Leukemia inhibitory factor-transfected embryonic fibroblasts and vascular endothelial growth factor successfully improve the skin substitute wound healing by increasing angiogenesis and matrix production.

BACKGROUND AND OBJECTIVE: The combined application of cytokines on embryonic fibroblasts and dermal substitute were studied for optimal skin defect coverage. The mechanism of combined treatment of leukemia inhibitory factor (LIF)-transfected embryonic fibroblasts and vascular endothelial growth factor (VEGF) were elucidated and subsequently the in vivo applications of both were tested in an artificial dermal substitute. METHODS: Mouse embryonic fibroblast cells, BALB-3T3, were stably transfected with mouse full-length LIF cDNA and added to various doses of VEGF for detection of signaling interaction. LIF-transfected cells and VEGF treatment were tested with pig-tendon derived collagen dermal substitute in the backs of BALB/c male mice up to for 14 days.

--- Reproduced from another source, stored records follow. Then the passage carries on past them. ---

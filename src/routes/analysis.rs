use axum::{Json, Router, extract::State, middleware, routing::post};
use validator::Validate;

use crate::{
    consts::analysis_const::MIN_ANALYSIS_CHARS,
    errors::Result,
    middleware::require_actor,
    models::analysis::DriverReport,
    state::AppState,
    utils::validated_form::ValidatedJson,
};

pub fn router(state: AppState) -> Router<AppState> {
    Router::new()
        .route("/scan", post(scan_text))
        .layer(middleware::from_fn_with_state(state.clone(), require_actor))
        .with_state(state)
}

#[derive(Debug, Clone, serde::Deserialize, Validate)]
pub struct ScanRequest {
    #[validate(length(
        min = MIN_ANALYSIS_CHARS,
        message = "Please enter at least 20 characters for a meaningful analysis."
    ))]
    pub text: String,
}

/// The length check runs in the extractor, so short inputs never reach the
/// analyzer.
pub async fn scan_text(
    State(state): State<AppState>,
    ValidatedJson(input): ValidatedJson<ScanRequest>,
) -> Result<Json<DriverReport>> {
    let report = state.analyzer.analyze(&input.text).await?;
    Ok(Json(report))
}
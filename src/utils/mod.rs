pub mod time;
pub mod validated_form;
use axum::{http::StatusCode, response::IntoResponse};

use thiserror::Error;
use tracing::error;

use crate::{analysis::AnalyzerError, identity::IdentityError, store::StoreError};

pub type Result<T> = core::result::Result<T, Error>;

#[derive(Error, Debug)]
pub enum Error {
    #[error("Store Error: {0}")]
    Store(#[from] StoreError),

    #[error("Identity Error: {0}")]
    Identity(#[from] IdentityError),

    #[error("Analyzer Error: {0}")]
    Analyzer(#[from] AnalyzerError),

    #[error("Io Error: {0}")]
    Io(#[from] std::io::Error),

    #[error("Validator Error: {0}")]
    Validation(#[from] validator::ValidationErrors),

    #[error("Json Rejection Error: {0}")]
    AxumJsonRejection(#[from] axum::extract::rejection::JsonRejection),

    #[error("Invalid configuration: {0}")]
    Config(String),

    #[error("You must be invited to register.")]
    NotInvited,

    #[error("An invitation for this email address already exists.")]
    InvitationExists,

    #[error("A user with this email address already exists.")]
    EmailExists,

    #[error("Not permitted")]
    AccessDenied,

    #[error("Not Found")]
    NotFound,

    // ! Auth
    #[error("Missing authorization token")]
    MissingToken,
    #[error("Invalid authorization token")]
    InvalidToken,
    #[error("Invalid authorization scheme")]
    InvalidScheme,
}

/// First failing field wins; the rest are only useful in logs.
fn first_validation_message(errors: &validator::ValidationErrors) -> String {
    errors
        .field_errors()
        .into_iter()
        .flat_map(|(_, field_errors)| field_errors.iter())
        .find_map(|e| e.message.as_ref().map(|m| m.to_string()))
        .unwrap_or_else(|| "Invalid data provided.".to_string())
}

impl IntoResponse for Error {
    fn into_response(self) -> axum::response::Response {
        let (status, message) = match self {
            Error::Store(err) => {
                error!("Store Error: {:#?}", err);
                (
                    StatusCode::INTERNAL_SERVER_ERROR,
                    "Internal Error".to_string(),
                )
            }
            // Known provider codes map to stable user-facing strings;
            // everything else collapses to a generic message so raw
            // provider text never reaches a client.
            Error::Identity(err) => match err {
                IdentityError::InvalidCredential => (
                    StatusCode::BAD_REQUEST,
                    "Invalid credentials. Check your email address and password.".to_string(),
                ),
                IdentityError::EmailAlreadyInUse => (
                    StatusCode::BAD_REQUEST,
                    "This email address is already in use.".to_string(),
                ),
                IdentityError::WeakPassword => (
                    StatusCode::BAD_REQUEST,
                    "Password must be at least 6 characters long.".to_string(),
                ),
                IdentityError::InvalidEmail => (
                    StatusCode::BAD_REQUEST,
                    "Invalid email address.".to_string(),
                ),
                IdentityError::Provider(detail) => {
                    error!("Identity provider Error: {detail}");
                    (
                        StatusCode::INTERNAL_SERVER_ERROR,
                        "Internal Error".to_string(),
                    )
                }
            },
            Error::Analyzer(err) => {
                error!("Analyzer Error: {:#?}", err);
                (StatusCode::BAD_GATEWAY, "Analysis failed.".to_string())
            }
            Error::Io(err) => {
                error!("Io Error: {:#?}", err);
                (
                    StatusCode::INTERNAL_SERVER_ERROR,
                    "Internal Error".to_string(),
                )
            }
            Error::Validation(err) => {
                error!("Validation Error: {:#?}", err);
                (StatusCode::BAD_REQUEST, first_validation_message(&err))
            }
            Error::AxumJsonRejection(err) => {
                error!("Axum Json Rejection Error: {:#?}", err);
                (StatusCode::BAD_REQUEST, err.to_string())
            }
            Error::Config(detail) => {
                error!("Config Error: {detail}");
                (
                    StatusCode::INTERNAL_SERVER_ERROR,
                    "Internal Error".to_string(),
                )
            }
            Error::NotInvited => (
                StatusCode::BAD_REQUEST,
                "You must be invited to register.".to_string(),
            ),
            Error::InvitationExists => (
                StatusCode::BAD_REQUEST,
                "An invitation for this email address already exists.".to_string(),
            ),
            Error::EmailExists => (
                StatusCode::BAD_REQUEST,
                "A user with this email address already exists.".to_string(),
            ),
            Error::AccessDenied => (StatusCode::FORBIDDEN, "Not permitted".to_string()),
            Error::NotFound => (StatusCode::NOT_FOUND, "Not Found".to_string()),
            Error::MissingToken => (
                StatusCode::UNAUTHORIZED,
                "Missing authorization token".to_string(),
            ),
            Error::InvalidToken => (
                StatusCode::UNAUTHORIZED,
                "Invalid authorization token".to_string(),
            ),
            Error::InvalidScheme => (
                StatusCode::UNAUTHORIZED,
                "Invalid authorization scheme".to_string(),
            ),
        };
        (status, message).into_response()
    }
}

RESULTS: LIF-transfected cells as well as vector-transfected fibroblasts significantly proliferated by 1, 10, or 100 ng VEGF on days 3 and 5. Erk mitogen-activated protein (MAP) kinase phosphorylation was observed from 1 to 30 min in LIF-transfected and 10 ng of VEFG, and 1 to 60 min in LIF-transfected and 100 ng VEFG treatments. The cellular fibronectin levels also increased in LIF-transfected cells with 10 and 100 ng VEGF additions. In in vivo analyses, LIF-transfected embryonic fibroblasts with 50 microg of VEGF markedly enhanced collagen I expression and CD34 angiogenic marker on days 7 and 14. CONCLUSION: LIF transfection and VEGF treatment enhanced phosphorylated-Erk-MAP kinase in vitro. In vivo study revealed that the combined application of LIF transfection of embryonic fibroblasts with an angiogenic factor such as VEGF in the template of a dermal substitute induced greater skin collagen production and angiogenesis in the dermal substitute.